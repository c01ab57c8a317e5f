//! Night-order scheduling.
//!
//! `next_step` is recomputed from the game on every call. It stores
//! nothing, so calling it speculatively is always safe.

use serde::{Deserialize, Serialize};

use crate::core::{Alignment, Game, HistoryKind, Phase, PlayerId, RoleId};
use crate::roles::AbilityContext;
use crate::rules::Ruleset;

/// What the narrator should do next.
#[derive(Clone, Debug, PartialEq, Eq, Serialize, Deserialize)]
#[serde(rename_all = "snake_case")]
pub enum Step {
    /// Roles have not been revealed yet.
    RoleReveal,
    /// Wake a player and run their ability.
    NightAction { player: PlayerId, role: RoleId },
    /// A player is due in the night order but does not wake.
    NightActionSkip { player: PlayerId, role: RoleId },
    /// Every scheduled player has acted; waiting to start the day.
    NightWaiting,
    /// Open discussion and nominations.
    Day,
    /// A nomination is waiting for its vote.
    Voting { nominator: PlayerId, nominee: PlayerId },
    /// The game has ended.
    GameOver { winner: Alignment },
}

/// A player due to act tonight.
#[derive(Clone, Debug, PartialEq, Eq)]
pub struct ScheduledAction {
    pub player: PlayerId,
    pub role: RoleId,
    pub order: u32,
}

/// Players due to act in a night round, in night order.
///
/// Ties in order go by seat. Players whose role is unknown or has no
/// order for the round are left out.
#[must_use]
pub fn night_order(game: &Game, round: u32, ruleset: &Ruleset) -> Vec<ScheduledAction> {
    let mut scheduled: Vec<ScheduledAction> = game
        .state()
        .players()
        .filter_map(|player| {
            let order = ruleset.roles().get(&player.role)?.night_order(round)?;
            Some(ScheduledAction {
                player: player.id,
                role: player.role.clone(),
                order,
            })
        })
        .collect();

    scheduled.sort_by_key(|s| s.order);
    scheduled
}

/// Check if a player's night action was resolved or skipped this phase.
#[must_use]
pub fn has_acted(game: &Game, player: PlayerId) -> bool {
    game.entries_this_phase().any(|entry| {
        entry.is(&HistoryKind::NightActionResolved, player)
            || entry.is(&HistoryKind::NightActionSkipped, player)
    })
}

/// The nomination still waiting for a vote today, as `(nominator, nominee)`.
#[must_use]
pub fn pending_nomination(game: &Game) -> Option<(PlayerId, PlayerId)> {
    let mut pending = None;
    for entry in game.entries_this_phase() {
        match entry.kind() {
            HistoryKind::Nomination => {
                pending = entry
                    .subject()
                    .zip(entry.event.data.player("nominator"))
                    .map(|(nominee, nominator)| (nominator, nominee));
            }
            HistoryKind::VoteTallied => pending = None,
            _ => {}
        }
    }
    pending
}

/// Decide the next step of the turn sequence.
#[must_use]
pub fn next_step(game: &Game, ruleset: &Ruleset) -> Step {
    match game.state().phase {
        Phase::Setup => Step::RoleReveal,
        Phase::Over { winner } => Step::GameOver { winner },
        Phase::Day { .. } => match pending_nomination(game) {
            Some((nominator, nominee)) => Step::Voting { nominator, nominee },
            None => Step::Day,
        },
        Phase::Night { round } => night_step(game, round, ruleset),
    }
}

fn night_step(game: &Game, round: u32, ruleset: &Ruleset) -> Step {
    let state = game.state();

    for scheduled in night_order(game, round, ruleset) {
        if has_acted(game, scheduled.player) {
            continue;
        }
        let Some(actor) = state.player(scheduled.player) else {
            continue;
        };

        let wakes = ruleset
            .roles()
            .get(&scheduled.role)
            .and_then(|role| role.ability())
            .is_some_and(|ability| {
                ability.should_wake(&AbilityContext {
                    actor,
                    state,
                    game,
                    ruleset,
                })
            });

        return if wakes {
            Step::NightAction {
                player: scheduled.player,
                role: scheduled.role,
            }
        } else {
            Step::NightActionSkip {
                player: scheduled.player,
                role: scheduled.role,
            }
        };
    }

    Step::NightWaiting
}
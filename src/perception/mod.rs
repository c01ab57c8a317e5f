//! Perception engine: how one player is seen by another.
//!
//! A player's apparent identity depends on who is looking and what they
//! ask about. Effects attach `PerceptionModifier`s that rewrite the
//! answer; `perceive` folds every matching modifier over the true
//! identity.
//!
//! ## Key Components
//!
//! - [`perceive`]: total query, defaults to the true identity
//! - [`can_register_as_team`] / [`can_register_as_alignment`]: static
//!   capability checks for narrator setup screens
//! - [`ambiguous_players`]: players whose identity the narrator may bend
//! - [`apply_perception_overrides`]: "what if" states with committed overrides
//! - [`PerceiveAs`]: modifier applying an instance's committed override

mod engine;
mod modifier;

pub use engine::{
    ambiguous_players, apply_perception_overrides, can_register_as_alignment,
    can_register_as_team, perceive, true_identity,
};
pub use modifier::{PerceiveAs, Perception, PerceptionContext, PerceptionModifier, PerceptionQuery};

◆ WHAT TO PRODUCE:
Make a copy of each line in the records that has the word "entry".

◆ RESULT OF THIS TASK:
    game.entries_this_phase().any(|entry| {
        entry.is(&HistoryKind::NightActionResolved, player)
            || entry.is(&HistoryKind::NightActionSkipped, player)
    for entry in game.entries_this_phase() {
        match entry.kind() {
                pending = entry
                    .zip(entry.event.data.player("nominator"))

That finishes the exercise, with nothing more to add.